A face do costume, também na “Face Oculta”
Notícias do leitor Sexta-feira, Novembro 13th, 2009
Por: Fernando Soares – Santarém
A face do costume, também na “Face Oculta”
A operação “Face Oculta” conseguiu ser notícia só após meio ano de investigação e quando já tinha constituído 15 arguidos. Um trabalho de sigilo notável num país que habitualmente anda a reboque das manchetes dos jornais.
Acontece que a mesma “Face Oculta” – que ironicamente adoptou o nome de um bar de alterne em Aveiro, local central desta investigação – apanhou nas gravações conversas entre o arguido Armando Vara e o primeiro-ministro José Sócrates. Conteúdo marginal à investigação, mas alegadamente suspeito de ilicitude, segundo o que se vai insidiosamente comentando por aí. Da “face oculta”, passou-se assim à face do costume: a de José Sócrates, o mais pantomineiro e corrupto dos governantes que já tivemos ou o mais injustiçado, à escolha do freguês.
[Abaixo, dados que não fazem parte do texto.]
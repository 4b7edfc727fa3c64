//! Wall topology produced by the generator
//!
//! Two independent matrices describe every interior wall:
//! - `vertical[r][c]` is the wall between `(r, c)` and `(r, c + 1)`, shape `rows x (cols - 1)`
//! - `horizontal[r][c]` is the wall between `(r, c)` and `(r + 1, c)`, shape `(rows - 1) x cols`
//!
//! `true` means the wall has been removed (passage open), `false` means the wall stands.

use std::collections::VecDeque;
use std::fmt;

use serde::Serialize;

use super::grid::{Cell, Direction, Grid};
use crate::error::{MazeError, Result};

#[derive(Debug, Clone, Copy)]
enum WallSlot {
    Vertical(usize, usize),
    Horizontal(usize, usize),
}

/// Built only through [`WallTopology::closed`], so dimensions are always non-zero
#[derive(Debug, Clone, PartialEq, Eq, Serialize)]
pub struct WallTopology {
    rows: usize,
    cols: usize,
    start: Cell,
    vertical: Grid<bool>,
    horizontal: Grid<bool>,
}

impl WallTopology {
    /// A fully walled grid with no passages
    pub fn closed(rows: usize, cols: usize) -> Result<Self> {
        if rows == 0 || cols == 0 {
            return Err(MazeError::InvalidDimensions { rows, cols });
        }
        Ok(Self {
            rows,
            cols,
            start: Cell::new(0, 0),
            vertical: Grid::filled(rows, cols - 1, false),
            horizontal: Grid::filled(rows - 1, cols, false),
        })
    }

    pub fn rows(&self) -> usize {
        self.rows
    }

    pub fn cols(&self) -> usize {
        self.cols
    }

    pub fn cell_count(&self) -> usize {
        self.rows * self.cols
    }

    /// Cell the carving started from
    pub fn start(&self) -> Cell {
        self.start
    }

    pub(crate) fn set_start(&mut self, start: Cell) {
        self.start = start;
    }

    pub fn vertical_walls(&self) -> &Grid<bool> {
        &self.vertical
    }

    pub fn horizontal_walls(&self) -> &Grid<bool> {
        &self.horizontal
    }

    /// Matrix slot holding the wall on `dir` side of `cell`
    fn slot(&self, cell: Cell, dir: Direction) -> Option<WallSlot> {
        cell.step(dir, self.rows, self.cols)?;
        Some(match dir {
            Direction::Right => WallSlot::Vertical(cell.row, cell.col),
            Direction::Left => WallSlot::Vertical(cell.row, cell.col - 1),
            Direction::Down => WallSlot::Horizontal(cell.row, cell.col),
            Direction::Up => WallSlot::Horizontal(cell.row - 1, cell.col),
        })
    }

    /// Whether a passage leads out of `cell` toward `dir`
    pub fn is_open(&self, cell: Cell, dir: Direction) -> bool {
        let wall = match self.slot(cell, dir) {
            Some(WallSlot::Vertical(r, c)) => self.vertical.get(r, c),
            Some(WallSlot::Horizontal(r, c)) => self.horizontal.get(r, c),
            None => None,
        };
        wall.copied().unwrap_or(false)
    }

    /// Remove the wall on `dir` side of `cell`. Returns false for the outer edge.
    pub fn open(&mut self, cell: Cell, dir: Direction) -> bool {
        let wall = match self.slot(cell, dir) {
            Some(WallSlot::Vertical(r, c)) => self.vertical.get_mut(r, c),
            Some(WallSlot::Horizontal(r, c)) => self.horizontal.get_mut(r, c),
            None => None,
        };
        match wall {
            Some(wall) => {
                *wall = true;
                true
            }
            None => false,
        }
    }

    /// Total passages across both matrices
    pub fn open_passages(&self) -> usize {
        self.vertical.iter().filter(|(_, _, open)| **open).count()
            + self.horizontal.iter().filter(|(_, _, open)| **open).count()
    }

    /// Cells reachable from `cell` in one move
    pub fn passages_from(&self, cell: Cell) -> impl Iterator<Item = Cell> + '_ {
        Direction::ALL.into_iter().filter_map(move |dir| {
            if self.is_open(cell, dir) {
                cell.step(dir, self.rows, self.cols)
            } else {
                None
            }
        })
    }

    /// Number of cells reachable from `(0, 0)` through open passages
    pub fn reachable_cells(&self) -> usize {
        let mut seen = Grid::filled(self.rows, self.cols, false);
        let mut queue = VecDeque::from([Cell::new(0, 0)]);
        seen[Cell::new(0, 0)] = true;
        let mut count = 0;

        while let Some(cell) = queue.pop_front() {
            count += 1;
            for next in self.passages_from(cell) {
                if !seen[next] {
                    seen[next] = true;
                    queue.push_back(next);
                }
            }
        }
        count
    }

    /// Connected with exactly `cells - 1` passages, hence also acyclic
    pub fn is_perfect(&self) -> bool {
        self.open_passages() + 1 == self.cell_count()
            && self.reachable_cells() == self.cell_count()
    }
}

impl fmt::Display for WallTopology {
    fn fmt(&self, f: &mut fmt::Formatter<'_>) -> fmt::Result {
        writeln!(f, "+{}", "---+".repeat(self.cols))?;
        for row in 0..self.rows {
            let mut cells = String::from("|");
            let mut floor = String::from("+");
            for col in 0..self.cols {
                let cell = Cell::new(row, col);
                cells.push_str("   ");
                cells.push(if self.is_open(cell, Direction::Right) { ' ' } else { '|' });
                floor.push_str(if self.is_open(cell, Direction::Down) { "   " } else { "---" });
                floor.push('+');
            }
            writeln!(f, "{cells}")?;
            writeln!(f, "{floor}")?;
        }
        Ok(())
    }
}
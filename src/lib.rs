//! Maze Ball - steer a ball through a random perfect maze
//!
//! Core modules:
//! - `maze`: Randomized depth-first maze generation (pure, seeded)
//! - `scene`: Wall topology -> engine body descriptors
//! - `controller`: Keyboard velocity deltas and the win-state machine
//! - `engine`: Engine boundary trait plus a headless rigid-body world
//! - `game`: Session wiring and the fixed-timestep loop
//! - `platform`: Browser canvas/keyboard glue

pub mod controller;
pub mod engine;
pub mod error;
pub mod game;
pub mod maze;
pub mod platform;
pub mod scene;
pub mod settings;

pub use error::{MazeError, Result};
pub use game::Session;
pub use settings::Settings;

/// Game configuration constants
pub mod consts {
    /// Fixed simulation timestep (60 Hz)
    pub const SIM_DT: f32 = 1.0 / 60.0;
    /// Maximum substeps per frame to prevent spiral of death
    pub const MAX_SUBSTEPS: u32 = 8;

    /// Outer boundary rectangle thickness
    pub const BOUNDARY_THICKNESS: f32 = 2.0;
    /// Ball radius as a fraction of the smaller cell side
    pub const ACTOR_RADIUS_FRACTION: f32 = 0.25;
    /// Goal marker size as a fraction of the cell
    pub const GOAL_SIZE_FRACTION: f32 = 0.6;

    /// Velocity added per key press (pixels per tick)
    pub const KEY_VELOCITY_DELTA: f32 = 1.0;
    /// Per-tick acceleration for unit gravity (pixels/tick², ~1e-3 px/ms² at 60 Hz)
    pub const GRAVITY_SCALE: f32 = 0.28;
    /// Fraction of velocity lost to drag each tick
    pub const AIR_FRICTION: f32 = 0.01;
}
Depois de cinco anos de Freeport, ainda sem acusação à vista, temos agora o caso das escutas. O país não aguenta este constante labelo de suspeição sobre um chefe do governo. Embora os comentadores se deliciem e, por vezes, nos deliciem com o caso, o prejuízo para o país é enorme. Tanto cá dentro como fora de portas. A justiça tem a obrigação de nos esclarecer. Antes que a opinião publicada torne inútil qualquer esclarecimento, por demasiado extemporâneo.